(Collected data entries)
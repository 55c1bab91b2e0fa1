//! OS signal handling.
//!
//! SIGINT and SIGTERM both trigger graceful shutdown.

use super::Shutdown;

/// Wait for SIGINT or SIGTERM. Returns the signal name.
pub async fn wait_for_signal() -> &'static str {
    let ctrl_c = async {
        if let Err(err) = tokio::signal::ctrl_c().await {
            tracing::error!(error = %err, "Failed to listen for SIGINT");
            std::future::pending::<()>().await;
        }
    };

    #[cfg(unix)]
    let terminate = async {
        use tokio::signal::unix::{signal, SignalKind};
        match signal(SignalKind::terminate()) {
            Ok(mut stream) => {
                stream.recv().await;
            }
            Err(err) => {
                tracing::error!(error = %err, "Failed to listen for SIGTERM");
                std::future::pending::<()>().await;
            }
        }
    };

    #[cfg(not(unix))]
    let terminate = std::future::pending::<()>();

    tokio::select! {
        _ = ctrl_c => "SIGINT",
        _ = terminate => "SIGTERM",
    }
}

/// Trigger `shutdown` on the first termination signal.
pub fn spawn_signal_handler(shutdown: Shutdown) {
    tokio::spawn(async move {
        let signal = wait_for_signal().await;
        tracing::info!(signal, "Shutdown signal received");
        shutdown.trigger();
    });
}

:: ASSIGNED TASK ::
The lines that mention the word "listen" should be pulled from the records above.

:: SOLUTION ::
            tracing::error!(error = %err, "Failed to listen for SIGINT");
                tracing::error!(error = %err, "Failed to listen for SIGTERM");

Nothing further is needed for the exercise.